INFORMATION GIVEN: Begin
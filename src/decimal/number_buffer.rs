use super::{ParseError, MAX_SCALE};

/// A scanned decimal number `0.d1d2d3... * 10^scale`.
///
/// Accepts surrounding whitespace, an optional sign, `_` between digits, a fractional part and an
/// exponent (`1.5e3`). Only the significant digits are kept, leading and trailing zeros are folded
/// into `scale`.
#[derive(Debug, Clone, PartialEq, Eq)]
pub struct NumberBuffer {
    digits: Vec<u8>,
    scale: isize,
    is_negative: bool,
    has_nonzero_tail: bool,
    last_digit_position: usize,
}

impl NumberBuffer {
    pub fn parse(text: &str) -> Result<Self, ParseError> {
        let offset = text.len() - text.trim_start().len();
        let trimmed = text.trim();
        require!(!trimmed.is_empty(), ParseError::Empty);
        let mut chars = trimmed
            .char_indices()
            .map(|(i, c)| (i + offset, c))
            .peekable();

        let is_negative = match chars.peek() {
            Some(&(_, sign @ ('-' | '+'))) => {
                chars.next();
                sign == '-'
            }
            _ => false,
        };
        let Some(&(first_position, first)) = chars.peek() else {
            return Err(ParseError::Empty);
        };

        let mut number = Self {
            digits: Vec::new(),
            scale: 0,
            is_negative,
            has_nonzero_tail: false,
            last_digit_position: 0,
        };
        let mut seen_digit = false;
        let mut in_fraction = false;
        let mut exponent = 0;
        while let Some((position, c)) = chars.next() {
            match c {
                '0'..='9' => {
                    seen_digit = true;
                    number.push_digit(c as u8, position, in_fraction);
                }
                '_' if seen_digit => {}
                '.' if !in_fraction => in_fraction = true,
                'e' | 'E' if seen_digit => {
                    exponent = parse_exponent(&mut chars, position, c)?;
                    break;
                }
                _ => return Err(ParseError::InvalidDigit { digit: c, position }),
            }
        }
        require!(
            seen_digit,
            ParseError::InvalidDigit {
                digit: first,
                position: first_position
            }
        );

        while number.digits.last() == Some(&b'0') {
            number.digits.pop();
        }
        if number.digits.is_empty() {
            number.scale = 0;
            return Ok(number);
        }

        let scale = i64::try_from(number.scale).map_or(i64::MAX, |it| it.saturating_add(exponent));
        require!(
            usize::try_from(scale).map_or(true, |it| it <= MAX_SCALE),
            ParseError::Overflow
        );
        // only very negative scales don't fit, those are all fractions anyway
        number.scale = isize::try_from(scale).unwrap_or(isize::MIN);
        number.has_nonzero_tail =
            usize::try_from(number.scale).map_or(true, |it| it < number.digit_count());
        Ok(number)
    }

    fn push_digit(&mut self, digit: u8, position: usize, in_fraction: bool) {
        if self.digits.is_empty() && digit == b'0' {
            if in_fraction {
                self.scale -= 1;
            }
            return;
        }
        if !in_fraction {
            self.scale += 1;
        }
        self.digits.push(digit);
        if digit != b'0' {
            self.last_digit_position = position;
        }
    }

    /// the significant digits as ascii, without leading or trailing zeros
    pub fn digits(&self) -> &[u8] {
        &self.digits
    }
    pub fn digit_count(&self) -> usize {
        self.digits.len()
    }
    /// number of digits in front of the decimal point
    pub const fn scale(&self) -> isize {
        self.scale
    }
    pub const fn is_negative(&self) -> bool {
        self.is_negative
    }
    pub fn is_zero(&self) -> bool {
        self.digits.is_empty()
    }
    /// if some digit behind the decimal point isn't zero
    pub const fn has_nonzero_tail(&self) -> bool {
        self.has_nonzero_tail
    }
    /// position in the text of the last non zero digit
    pub const fn last_digit_position(&self) -> usize {
        self.last_digit_position
    }

    /// The digits in front of the decimal point, split into the significant ones and the number of
    /// zeros following them.
    ///
    /// # Panics
    /// if the number has a non zero fractional part
    pub fn integer_part(&self) -> (&[u8], usize) {
        assert!(!self.has_nonzero_tail, "number isn't an integer");
        if self.digits.is_empty() {
            return (&[], 0);
        }
        let scale = usize::try_from(self.scale).unwrap_or_default();
        (&self.digits, scale - self.digits.len())
    }
}

fn parse_exponent(
    chars: &mut impl Iterator<Item = (usize, char)>,
    e_position: usize,
    e: char,
) -> Result<i64, ParseError> {
    let mut is_negative = false;
    let mut seen_digit = false;
    let mut value = 0i64;
    for (i, (position, c)) in chars.enumerate() {
        match c {
            '+' | '-' if i == 0 => is_negative = c == '-',
            '0'..='9' => {
                seen_digit = true;
                value = value
                    .saturating_mul(10)
                    .saturating_add(i64::from(c as u8 - b'0'));
            }
            '_' if seen_digit => {}
            _ => return Err(ParseError::InvalidDigit { digit: c, position }),
        }
    }
    require!(
        seen_digit,
        ParseError::InvalidDigit {
            digit: e,
            position: e_position
        }
    );
    Ok(if is_negative { -value } else { value })
}
use super::{PowersOf1e9, MAX_PARTIAL_DIGITS, TEN_POW_MAX_PARTIAL};
use crate::{
    big_int::{
        limbs::Limb,
        math_algos::{compare, div::div_rem_limb_self, div_rem_with, trimmed},
        signed::SigNum,
    },
    config::Thresholds,
    util::scratch,
};

/// Formats `magnitude` with the sign of `signum`, zero padded to at least `min_digits` digits.
///
/// # Panics
/// if `signum` is [`SigNum::Zero`] for a non zero magnitude or the other way around
pub fn format_decimal<D: Limb>(magnitude: &[D], signum: SigNum, min_digits: usize) -> String {
    format_decimal_with(magnitude, signum, min_digits, &Thresholds::DEFAULT)
}
/// same as [`format_decimal`] with custom thresholds
pub fn format_decimal_with<D: Limb>(
    magnitude: &[D],
    signum: SigNum,
    min_digits: usize,
    cfg: &Thresholds,
) -> String {
    let magnitude = trimmed(magnitude);
    assert_eq!(
        magnitude.is_empty(),
        signum.is_zero(),
        "zero needs SigNum::Zero and the other way around"
    );
    let super_limbs = to_super_limbs(magnitude, cfg);
    let (top_digits, digits) = super_limbs.last().map_or((0, 0), |&top| {
        let top_digits = top.checked_ilog10().map_or(1, |it| it as usize + 1);
        (
            top_digits,
            top_digits + MAX_PARTIAL_DIGITS * (super_limbs.len() - 1),
        )
    });

    let len = digits.max(min_digits).max(1);
    let mut out = String::with_capacity(len + 1);
    if signum.is_negative() {
        out.push('-');
    }
    out.extend(std::iter::repeat('0').take(len - digits));
    if let Some((&top, rest)) = super_limbs.split_last() {
        push_digits(&mut out, top, top_digits);
        for &super_limb in rest.iter().rev() {
            push_digits(&mut out, super_limb, MAX_PARTIAL_DIGITS);
        }
    }
    out
}

fn push_digits(out: &mut String, mut value: u32, count: usize) {
    let mut buf = [b'0'; MAX_PARTIAL_DIGITS];
    for slot in buf[..count].iter_mut().rev() {
        *slot = b'0' + (value % 10) as u8;
        value /= 10;
    }
    out.extend(buf[..count].iter().map(|&it| char::from(it)));
}

/// `magnitude` in base `10^9`, least significant first, without leading zeros
pub fn to_super_limbs<D: Limb>(magnitude: &[D], cfg: &Thresholds) -> Vec<u32> {
    let magnitude = trimmed(magnitude);
    if magnitude.is_empty() {
        return Vec::new();
    }
    // log_(10^9)(2^BITS) < BITS / 29
    let mut out = vec![0; magnitude.len() * D::BITS as usize / 29 + 2];
    let written = if magnitude.len() < cfg.format_naive_limbs {
        tracing::trace!(limbs = magnitude.len(), "naive format");
        naive(magnitude, &mut out)
    } else {
        tracing::trace!(limbs = magnitude.len(), "divide and conquer format");
        let mut powers = PowersOf1e9::new();
        let k = powers.ensure_for_len(magnitude.len(), cfg);
        split(magnitude, Some(k), &powers, &mut out, cfg)
    };
    out.truncate(written);
    out
}

/// repeatedly divides by `10^9`, returns the number of super limbs written
fn naive<D: Limb>(value: &[D], out: &mut [u32]) -> usize {
    let mut value = scratch::acquire_copy(trimmed(value));
    let mut len = value.len();
    let mut written = 0;
    while len > 0 {
        let rem = div_rem_limb_self(&mut value[..len], D::from(TEN_POW_MAX_PARTIAL));
        out[written] = rem.low_u32();
        written += 1;
        len = trimmed(&value[..len]).len();
    }
    written
}

/// Splits `value` at the biggest power `(10^9)^(2^j)` with `j <= k` that isn't bigger than it.
///
/// The lower part fills exactly `2^j` super limbs, the upper part is written after it.
fn split<D: Limb>(
    value: &[D],
    k: Option<usize>,
    powers: &PowersOf1e9<D>,
    out: &mut [u32],
    cfg: &Thresholds,
) -> usize {
    let value = trimmed(value);
    let Some(mut k) = k else {
        return naive(value, out);
    };
    if value.len() < cfg.format_naive_limbs {
        return naive(value, out);
    }
    let (power, omitted) = loop {
        let (power, omitted) = powers.entry(k);
        if value.len() >= omitted + power.len() && compare(&value[omitted..], power).is_ge() {
            break (power, omitted);
        }
        let Some(smaller) = k.checked_sub(1) else {
            return naive(value, out);
        };
        k = smaller;
    };

    let mut upper = scratch::acquire::<D>(value.len() - omitted - power.len() + 1);
    let mut lower = scratch::acquire::<D>(omitted + power.len());
    let (low, rest) = lower.split_at_mut(omitted);
    low.copy_from_slice(&value[..omitted]);
    div_rem_with(&value[omitted..], power, &mut upper, rest, cfg);

    let window = 1 << k;
    let written = split(&lower, k.checked_sub(1), powers, &mut out[..window], cfg);
    out[written..window].fill(0);
    window + split(&upper, k.checked_sub(1), powers, &mut out[window..], cfg)
}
INFORMATION GIVEN: End
TO DO » Exactly as written, repeat the lines from the start of the listing through the line containing "part and an", both included.

EXERCISE ANSWER »
filename src/decimal/number_buffer.rs
use super::{ParseError, MAX_SCALE};

/// A scanned decimal number `0.d1d2d3... * 10^scale`.
///
/// Accepts surrounding whitespace, an optional sign, `_` between digits, a fractional part and an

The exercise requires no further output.